## Work order:
In the records below, count every line that includes the word "Result". Provide the total alone.

++++ Material for this exercise ++++

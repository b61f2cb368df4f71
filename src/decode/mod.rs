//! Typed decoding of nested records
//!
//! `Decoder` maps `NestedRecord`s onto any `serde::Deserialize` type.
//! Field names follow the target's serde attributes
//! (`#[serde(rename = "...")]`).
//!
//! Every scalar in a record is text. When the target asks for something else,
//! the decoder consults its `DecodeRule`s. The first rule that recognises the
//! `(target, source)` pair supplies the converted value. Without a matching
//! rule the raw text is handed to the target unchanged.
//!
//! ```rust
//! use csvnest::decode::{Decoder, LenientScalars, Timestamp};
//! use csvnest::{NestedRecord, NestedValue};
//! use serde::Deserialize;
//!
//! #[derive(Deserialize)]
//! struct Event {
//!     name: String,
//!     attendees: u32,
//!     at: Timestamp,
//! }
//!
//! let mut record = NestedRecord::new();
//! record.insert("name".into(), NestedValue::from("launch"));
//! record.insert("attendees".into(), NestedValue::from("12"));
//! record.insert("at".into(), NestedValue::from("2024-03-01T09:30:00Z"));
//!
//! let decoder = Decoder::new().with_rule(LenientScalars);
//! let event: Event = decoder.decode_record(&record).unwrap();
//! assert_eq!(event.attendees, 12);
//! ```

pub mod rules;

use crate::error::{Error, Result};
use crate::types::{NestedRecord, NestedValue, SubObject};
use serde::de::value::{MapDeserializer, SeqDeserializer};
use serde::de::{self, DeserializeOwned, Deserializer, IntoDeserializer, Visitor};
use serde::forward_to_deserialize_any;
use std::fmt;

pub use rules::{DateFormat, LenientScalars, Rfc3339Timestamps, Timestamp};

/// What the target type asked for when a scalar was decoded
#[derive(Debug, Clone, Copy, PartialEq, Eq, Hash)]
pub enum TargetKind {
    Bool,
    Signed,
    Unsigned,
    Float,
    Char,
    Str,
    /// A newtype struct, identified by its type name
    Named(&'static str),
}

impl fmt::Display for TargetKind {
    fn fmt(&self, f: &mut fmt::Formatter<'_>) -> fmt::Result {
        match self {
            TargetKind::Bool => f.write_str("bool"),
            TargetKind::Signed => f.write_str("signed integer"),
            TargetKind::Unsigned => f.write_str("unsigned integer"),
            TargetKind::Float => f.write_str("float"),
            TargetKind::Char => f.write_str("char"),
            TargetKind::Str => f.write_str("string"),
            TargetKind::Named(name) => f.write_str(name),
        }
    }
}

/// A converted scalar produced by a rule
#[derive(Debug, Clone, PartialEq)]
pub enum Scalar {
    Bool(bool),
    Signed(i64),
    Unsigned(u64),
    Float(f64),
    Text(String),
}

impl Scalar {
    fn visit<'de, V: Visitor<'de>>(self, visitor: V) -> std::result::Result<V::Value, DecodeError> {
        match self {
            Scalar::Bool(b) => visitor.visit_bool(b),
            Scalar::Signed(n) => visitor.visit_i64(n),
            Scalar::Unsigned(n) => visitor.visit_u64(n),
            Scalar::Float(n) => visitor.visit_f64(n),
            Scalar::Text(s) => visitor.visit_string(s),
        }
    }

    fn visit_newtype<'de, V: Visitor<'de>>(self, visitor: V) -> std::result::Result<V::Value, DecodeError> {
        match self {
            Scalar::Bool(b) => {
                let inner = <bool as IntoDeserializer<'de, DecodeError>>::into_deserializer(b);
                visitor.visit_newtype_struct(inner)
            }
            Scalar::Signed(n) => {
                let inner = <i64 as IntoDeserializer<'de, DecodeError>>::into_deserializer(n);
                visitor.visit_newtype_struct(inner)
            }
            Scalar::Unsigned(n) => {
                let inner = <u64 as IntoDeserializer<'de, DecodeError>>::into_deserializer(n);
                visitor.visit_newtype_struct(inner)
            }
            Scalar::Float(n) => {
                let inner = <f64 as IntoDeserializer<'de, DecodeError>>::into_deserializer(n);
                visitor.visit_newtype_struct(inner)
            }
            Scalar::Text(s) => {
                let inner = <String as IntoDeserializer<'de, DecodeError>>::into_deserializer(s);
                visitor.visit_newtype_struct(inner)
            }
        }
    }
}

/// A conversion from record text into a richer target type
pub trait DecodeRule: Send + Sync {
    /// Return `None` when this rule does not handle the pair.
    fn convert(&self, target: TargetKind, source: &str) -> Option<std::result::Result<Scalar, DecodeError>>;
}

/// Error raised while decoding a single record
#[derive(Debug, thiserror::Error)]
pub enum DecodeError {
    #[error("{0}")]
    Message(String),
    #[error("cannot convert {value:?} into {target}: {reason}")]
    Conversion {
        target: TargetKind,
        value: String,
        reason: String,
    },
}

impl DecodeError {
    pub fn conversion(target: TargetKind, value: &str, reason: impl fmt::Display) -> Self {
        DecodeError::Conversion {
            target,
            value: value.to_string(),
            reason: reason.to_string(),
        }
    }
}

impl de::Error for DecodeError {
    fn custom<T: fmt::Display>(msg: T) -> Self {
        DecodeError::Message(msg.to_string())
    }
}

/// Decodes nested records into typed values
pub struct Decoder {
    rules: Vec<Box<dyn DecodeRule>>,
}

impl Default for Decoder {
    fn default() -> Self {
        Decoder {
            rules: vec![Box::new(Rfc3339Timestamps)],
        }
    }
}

++++

## Finished exercise:
5